El peso flexible, a 50 años de 1976

Medio siglo después de que México abandonó la paridad fija de 12.5 pesos por dólar, el contraste central es que una apreciación considerable del peso ya no aparece ligada a la fragilidad externa que precipitó la devaluación de 1976. El tipo de cambio actual ronda los 17 pesos por dólar, 10% por debajo de los 18.9 pesos registrados en la misma fecha de 2016, mientras las reservas internacionales superan los 258,000 millones de dólares.

El 31 de agosto de 1976, el entonces secretario de Hacienda, Mario Ramón Beteta, anunció el fin de una cotización que había permanecido vigente desde 1954. El Gobierno presentó la paridad fija como una “camisa de fuerza” y resolvió dejar flotar la moneda. Al cierre de ese año, el dólar se cotizaba cerca de 20 pesos.

La ruptura cambiaria no fue, según el análisis planteado, el origen de la inestabilidad que siguió durante varios lustros, sino la consecuencia de desequilibrios acumulados al final de la administración de Luis Echeverría. El aumento del déficit público, las presiones inflacionarias, el déficit comercial y la pérdida de reservas internacionales volvieron insostenible el tipo de cambio fijo. La paridad dejó de corresponder a las condiciones de la economía.

Reservas y comercio en otro escenario

La situación externa actual difiere en dos datos decisivos. En 1976, el déficit comercial alcanzó 3,000 millones de dólares, cerca de 5% del PIB, y el país cerró con apenas 1,412 millones de dólares en activos internacionales. Esa cantidad no cubría seis meses de déficit comercial.

Ahora el régimen es flexible y el Banco de México no necesita defender una cotización determinada mediante sus reservas. En lo que va del año se registra un ligero superávit comercial; los analistas privados prevén que, si hubiera déficit al cierre, podría rondar los 10,000 millones de dólares, menos de 1% del PIB. Con las reservas actuales, esa cifra equivaldría a unos 25 años de déficit comercial.

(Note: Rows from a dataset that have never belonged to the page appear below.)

impl OwnershipLedger {
    /// Create a ledger covering `grid` with every tile unclaimed.
    pub fn new(grid: &SpatialGrid) -> Self {
        let owners = vec![Owner::TerraNullius; grid.len()];
        let mut territories = BTreeMap::new();
        territories.insert(Owner::TerraNullius, grid.cells().collect::<BTreeSet<_>>());

        Self {
            width: grid.width(),
            height: grid.height(),
            owners,
            territories,
            players: BTreeMap::new(),
            observers: Vec::new(),
        }
    }

    // -------------------------------------------------------------------
    // Players
    // -------------------------------------------------------------------

    /// Register a player so it can receive tiles.
    ///
    /// # Errors
    ///
    /// Returns [`WorldError::DuplicatePlayer`] if the id is already known.
    pub fn register_player(&mut self, player: Player) -> Result<(), WorldError> {
        if self.players.contains_key(&player.id) {
            return Err(WorldError::DuplicatePlayer(player.id));
        }
        let owner = player.owner();
        debug!(player = %player.id, name = %player.name, "Player registered");
        self.players.insert(player.id, player);
        self.territories.entry(owner).or_default();
        Ok(())
    }

    /// Look up a registered player.
    pub fn player(&self, id: PlayerId) -> Option<&Player> {
        self.players.get(&id)
    }

    /// Iterate over registered players in id order.
    pub fn players(&self) -> impl Iterator<Item = &Player> {
        self.players.values()
    }

    /// Number of registered players.
    pub fn player_count(&self) -> usize {
        self.players.len()
    }

    // -------------------------------------------------------------------
    // Queries
    // -------------------------------------------------------------------

    /// The owner of a tile.
    ///
    /// # Errors
    ///
    /// Returns [`WorldError::InvalidCell`] for cells outside the grid.
    pub fn owner_of(&self, cell: Cell) -> Result<Owner, WorldError> {
        let index = self.index(cell)?;
        self.owners
            .get(index)
            .copied()
            .ok_or_else(|| self.invalid(cell))
    }

    /// Whether `owner` currently holds `cell`.
    ///
    /// # Errors
    ///
    /// Returns [`WorldError::InvalidCell`] for cells outside the grid.
    pub fn owns_tile(&self, owner: Owner, cell: Cell) -> Result<bool, WorldError> {
        self.owner_of(cell).map(|current| current == owner)
    }

    /// Cells held by `owner`, in cell order.
    pub fn territory(&self, owner: Owner) -> impl Iterator<Item = Cell> + '_ {
        self.territories
            .get(&owner)
            .into_iter()
            .flat_map(|cells| cells.iter().copied())
    }

    /// Number of tiles held by `owner`.
    pub fn tile_count(&self, owner: Owner) -> usize {
        self.territories.get(&owner).map_or(0, BTreeSet::len)
    }

    /// Whether a tile touches a tile with a different owner.
    ///
    /// # Errors
    ///
    /// Returns [`WorldError::InvalidCell`] for cells outside the grid.
    pub fn is_border(&self, grid: &SpatialGrid, cell: Cell) -> Result<bool, WorldError> {
        let owner = self.owner_of(cell)?;
        for neighbor in grid.neighbors(cell)? {
            if self.owner_of(neighbor)? != owner {
                return Ok(true);
            }
        }
        Ok(false)
    }

    // -------------------------------------------------------------------
    // Mutation
    // -------------------------------------------------------------------

    /// Check that `transfer(cell, new_owner)` would be accepted, without
    /// changing anything.
    ///
    /// # Errors
    ///
    /// Same as [`transfer`](Self::transfer).
    pub fn check_transfer(&self, cell: Cell, new_owner: Owner) -> Result<(), WorldError> {
        self.index(cell)?;
        match new_owner {
            Owner::Player(id) if !self.players.contains_key(&id) => {
                Err(WorldError::UnknownOwner(id))
            }
            _ => Ok(()),
        }
    }

    /// Reassign a tile to `new_owner` and notify observers.
    ///
    /// The owner table and territory index are both updated before any
    /// observer runs. Transferring a tile to its current owner succeeds and
    /// still notifies.
    ///
    /// # Errors
    ///
    /// Returns [`WorldError::InvalidCell`] for cells outside the grid and
    /// [`WorldError::UnknownOwner`] for unregistered players. On error the
    /// ledger is unchanged.
    pub fn transfer(&mut self, cell: Cell, new_owner: Owner) -> Result<OwnershipChange, WorldError> {
        self.check_transfer(cell, new_owner)?;
        let index = self.index(cell)?;

        let invalid = self.invalid(cell);
        let slot = self.owners.get_mut(index).ok_or(invalid)?;
        let previous = core::mem::replace(slot, new_owner);

        if previous != new_owner {
            if let Some(cells) = self.territories.get_mut(&previous) {
                cells.remove(&cell);
            }
            self.territories.entry(new_owner).or_default().insert(cell);
        }

        let change = OwnershipChange {
            cell,
            previous,
            current: new_owner,
        };
        debug!(%cell, from = %previous, to = %new_owner, "Tile transferred");

        for observer in &mut self.observers {
            observer.on_ownership_changed(&change);
        }
        Ok(change)
    }

    /// Add an observer notified after every successful transfer.
    pub fn subscribe(&mut self, observer: Box<dyn OwnershipObserver + Send>) {
        self.observers.push(observer);
    }

    /// Number of subscribed observers.
    pub fn observer_count(&self) -> usize {
        self.observers.len()
    }

    // -------------------------------------------------------------------
    // Audit
    // -------------------------------------------------------------------

    /// Cross-check the owner table against the territory index.
    pub fn verify_single_ownership(&self) -> OwnershipAudit {
        let mut mismatched = Vec::new();
        for (index, owner) in self.owners.iter().enumerate() {
            let Some(cell) = grid::cell_at(self.width, index) else {
                continue;
            };
            let listed = self
                .territories
                .get(owner)
                .is_some_and(|cells| cells.contains(&cell));
            if !listed {
                mismatched.push(cell);
            }
        }

        let indexed_total = self
            .territories
            .values()
            .fold(0_usize, |acc, cells| acc.saturating_add(cells.len()));
        let tile_total = self.owners.len();

        if mismatched.is_empty() && indexed_total == tile_total {
            OwnershipAudit::Consistent
        } else {
            OwnershipAudit::Inconsistent {
                mismatched,
                indexed_total,
                tile_total,
            }
        }
    }

    fn index(&self, cell: Cell) -> Result<usize, WorldError> {
        if cell.x >= self.width || cell.y >= self.height {
            return Err(self.invalid(cell));
        }
        grid::dense_index(self.width, cell).ok_or_else(|| self.invalid(cell))
    }

    const fn invalid(&self, cell: Cell) -> WorldError {
        WorldError::InvalidCell {
            cell,
            width: self.width,
            height: self.height,
        }
    }
}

La preocupación se desplazó

La atención de exportadores, receptores de remesas y empresas turísticas se concentra hoy en la fortaleza del peso. La apreciación nominal es mayor al considerar el diferencial de inflación entre México y otros países, por lo que la apreciación real también es considerable. Sin embargo, el texto sostiene que no se observan las condiciones que, en episodios anteriores, convertían una moneda apreciada en un riesgo inmediato de ajuste abrupto.

La apertura comercial y las ganancias de competitividad han contribuido a un balance externo más equilibrado, y un déficit comercial de tamaño moderado podría financiarse con inversión extranjera directa. El desafío señalado ya no se ubica en la defensa de una paridad fija, sino en la falta de inversión, crecimiento y capacidad para generar empleos formales.